Turkey-Serbia: The improvement of multidimensional ties despite differences
Birgül DemirtaşThe first visits of political leaders in the aftermath of elections are always attributed with symbolic value since they in a way indicate the orientation of the new government’s foreign policy. After the elections of Nov. 1, 2015, Prime Minister Ahmet Davutoğlu’s first official visit was made to Turkish Cyprus and second was to Azerbaijan, as has been the custom in the Turkish post-election period. However, after visiting these kin states, Davutoğlu paid a visit to Serbia on Dec. 28-29, 2015. The visit represented the growing multidimensionality of the countries’ bilateral ties, despite the remaining differences over the Kosovo issue and different views on the recent Turkish-Russian crisis.
Within this framework Davutoğlu’s visit carried special importance. First of all, the two countries decided to establish a High Level Strategic Council within which both cabinets would have joint meetings. Second, their determination to increase the trade volume and direct investments was emphasized. Third, according to the Serbian press, Serbia will convey Turkey’s message to Moscow for the normalization of relations.
Meanwhile, Serbian President Tomislav Nikolic’s statement that Turkey aimed to start a war between NATO and Russia over Syria by downing the Russian warplane is an important indication of how worried Serbia was about the incident. In fact, Serbia has been trying to pursue a balanced foreign policy between the West and Russia since the overthrow of former Serbian President Slobodan Milosevic. On the one hand, it has been conducting membership negotiations with the EU and on the other it continues to have a “special relationship” with Moscow. Hence, any kind of crisis between the West and Russia has the potential to disturb the Serbian balanced attitude. In addition, the Serbian president’s statement is further proof of how Turkey’s crisis with Russia might complicate its relations with countries that attribute a special importance to ties with Moscow.

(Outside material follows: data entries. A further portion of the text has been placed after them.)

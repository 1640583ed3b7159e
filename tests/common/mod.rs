//! Shared test fixtures: a recording stub collaborator and graph builders.

#![allow(dead_code)]

use async_trait::async_trait;
use bytes::Bytes;
use std::collections::BTreeMap;
use std::sync::atomic::{AtomicUsize, Ordering};
use std::sync::Mutex;

use paperflow::model::FileUnit;
use paperflow::operations::{OpKind, Operation, SplitOnMode};
use paperflow::transform::{TransformError, Transformer};

/// Stub collaborator that records every call and applies observable,
/// deterministic pseudo-transformations:
///
/// - `rotate` stores the cumulative angle (mod 360) in the snapshot text,
///   so rotation composition is testable through the collaborator contract;
/// - `split` returns `cuts + 1` fragments (or a fixed count configured via
///   [`StubTransformer::with_split_fanout`]);
/// - `merge` concatenates snapshots with `+` separators;
/// - everything else passes the snapshot through.
#[derive(Debug, Default)]
pub struct StubTransformer {
    pub calls: Mutex<Vec<String>>,
    pub merge_input_sizes: Mutex<Vec<usize>>,
    pub merge_calls: AtomicUsize,
    split_fanout: Option<usize>,
    fail_on: Option<&'static str>,
    gate: Option<std::sync::Arc<tokio::sync::Semaphore>>,
}

impl StubTransformer {
    pub fn new() -> Self {
        Self::default()
    }

    /// Make `split` return a fixed number of fragments regardless of cuts.
    pub fn with_split_fanout(mut self, fanout: usize) -> Self {
        self.split_fanout = Some(fanout);
        self
    }

    /// Make the named operation fail.
    pub fn failing_on(mut self, operation: &'static str) -> Self {
        self.fail_on = Some(operation);
        self
    }

    /// Park `rotate` on a semaphore permit, letting tests hold a run
    /// in-flight deterministically.
    pub fn gated(mut self, gate: std::sync::Arc<tokio::sync::Semaphore>) -> Self {
        self.gate = Some(gate);
        self
    }

    pub fn calls(&self) -> Vec<String> {
        self.calls.lock().unwrap().clone()
    }

    fn record(&self, operation: &'static str) -> Result<(), TransformError> {
        self.calls.lock().unwrap().push(operation.to_string());
        if self.fail_on == Some(operation) {
            return Err(TransformError::Failed {
                operation,
                message: "stub failure".into(),
            });
        }
        Ok(())
    }
}

/// Cumulative rotation angle recorded in a snapshot by the stub.
pub fn recorded_angle(snapshot: &Bytes) -> i64 {
    let text = std::str::from_utf8(snapshot).unwrap_or("");
    text.rsplit_once("@rot=")
        .and_then(|(_, angle)| angle.parse().ok())
        .unwrap_or(0)
}

#[async_trait]
impl Transformer for StubTransformer {
    async fn extract(&self, snapshot: Bytes, _pages: &[usize]) -> Result<Bytes, TransformError> {
        self.record("extract")?;
        Ok(snapshot)
    }

    async fn split(
        &self,
        snapshot: Bytes,
        split_after: &[usize],
    ) -> Result<Vec<Bytes>, TransformError> {
        self.record("split")?;
        let count = self.split_fanout.unwrap_or(split_after.len() + 1);
        Ok(vec![snapshot; count])
    }

    async fn split_on(
        &self,
        snapshot: Bytes,
        _mode: SplitOnMode,
        _threshold: f32,
    ) -> Result<Vec<Bytes>, TransformError> {
        self.record("splitOn")?;
        let count = self.split_fanout.unwrap_or(2);
        Ok(vec![snapshot; count])
    }

    async fn merge(&self, snapshots: Vec<Bytes>) -> Result<Bytes, TransformError> {
        self.record("merge")?;
        self.merge_calls.fetch_add(1, Ordering::SeqCst);
        self.merge_input_sizes.lock().unwrap().push(snapshots.len());
        let combined = snapshots
            .iter()
            .map(|s| String::from_utf8_lossy(s).into_owned())
            .collect::<Vec<_>>()
            .join("+");
        Ok(Bytes::from(combined))
    }

    async fn rotate(&self, snapshot: Bytes, degrees: i32) -> Result<Bytes, TransformError> {
        if let Some(gate) = &self.gate {
            let permit = gate.acquire().await.map_err(|_| TransformError::Failed {
                operation: "rotate",
                message: "gate closed".into(),
            })?;
            permit.forget();
        }
        self.record("rotate")?;
        let previous = recorded_angle(&snapshot);
        let base = match std::str::from_utf8(&snapshot) {
            Ok(text) => text.split("@rot=").next().unwrap_or("").to_string(),
            Err(_) => String::new(),
        };
        let angle = (previous + i64::from(degrees)).rem_euclid(360);
        Ok(Bytes::from(format!("{base}@rot={angle}")))
    }

    async fn impose(
        &self,
        snapshot: Bytes,
        _nup: u32,
        _format: &str,
    ) -> Result<Bytes, TransformError> {
        self.record("impose")?;
        Ok(snapshot)
    }

    async fn edit_metadata(
        &self,
        snapshot: Bytes,
        _metadata: &BTreeMap<String, String>,
    ) -> Result<Bytes, TransformError> {
        self.record("editMetadata")?;
        Ok(snapshot)
    }

    async fn organize(
        &self,
        snapshot: Bytes,
        _operation: &str,
        _custom_order: Option<&str>,
    ) -> Result<Bytes, TransformError> {
        self.record("organize")?;
        Ok(snapshot)
    }

    async fn remove_blank_pages(
        &self,
        snapshot: Bytes,
        _white_threshold: f32,
    ) -> Result<Bytes, TransformError> {
        self.record("removeBlankPages")?;
        Ok(snapshot)
    }
}

pub fn unit(name: &str, content: &str) -> FileUnit {
    FileUnit::new(name, Bytes::from(content.to_string()))
}

pub fn rotate(degrees: i32, children: Vec<Operation>) -> Operation {
    Operation::with_children(OpKind::Rotate { rotation: degrees }, children)
}

pub fn extract(pages: Vec<usize>, children: Vec<Operation>) -> Operation {
    Operation::with_children(
        OpKind::Extract {
            pages_to_extract_array: pages,
        },
        children,
    )
}

pub fn split(cuts: Vec<usize>, children: Vec<Operation>) -> Operation {
    Operation::with_children(
        OpKind::Split {
            split_after_page_array: cuts,
        },
        children,
    )
}

pub fn merge(children: Vec<Operation>) -> Operation {
    Operation::with_children(OpKind::Merge, children)
}

pub fn wait(id: &str, children: Vec<Operation>) -> Operation {
    Operation::with_children(OpKind::Wait { id: id.into() }, children)
}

Ties between Ankara and Belgrade have improved rapidly since 2000 after the downfall of the Milosevic regime. The fact that they had a friendly historical background facilitated the rehabilitation of bilateral relations. 2009 became a turning point because of Turkey’s new Balkan initiative, which consisted of the establishment of a trilateral mechanism among Serbia, Bosnia Herzegovina and Turkey. This initiative was a reflection of the Turkish belief that without Serbian support and contribution, durable peace could not have been established in the region.
It should be noted that the western Balkans slipped away from the attention the international community after the end of the Kosovo War. The events of 9/11 and the Arab uprisings radically shifted the attention of global actors. However, the region continues to occupy an important place in Turkey’s foreign policy agenda. As a reflection of its new activism in the Balkans, Turkey has tried to establish dialogue with all regional actors.
As a result of Turkey-initiated dialogue mechanisms at the level of presidents and foreign ministers, Sarajevo could appoint an ambassador to Belgrade, the Serbian parliament apologized with regard to Srebrenica and former Serbian President Boris Tadic attended the commemoration in Srebrenica together with then Prime Minister Recep Tayyip Erdoğan in 2010.
Despite their diverging viewpoints with regard to Kosovo independence, ties between Ankara and Belgrade continued to improve substantially in a multidimensional way. The rising bilateral trade volume has been accompanied by a Turkish finance initiative, according to which Turkish Halkbank bought 77 percent of Serbian Cacanska Bank, hence providing fertile ground to attract more direct investment from Turkey. The opening of a branch of the Turkish Cooperation and Coordination Agency in Belgrade, as well as the recent launch of Yunus Emre Cultural Center, was a recent example of the multiplication and mushrooming of ties.
Although both Nikolic and Prime Minister Aleksandar Vucic stated that Serbia was a small country, Davutoğlu disagreed by stating that Serbia was “a rather big and important” country. In fact, the role of some countries in regional and global politics cannot be measured by their geographic and demographic sizes alone. Serbia is one of those countries which are “small” by realist power conceptions, but “great” in their role in the neighborhood. Davutoğlu’s visit is further proof of this fact.
*Birgül Demirtaş, International Relations Department; TOBB, ETÜ.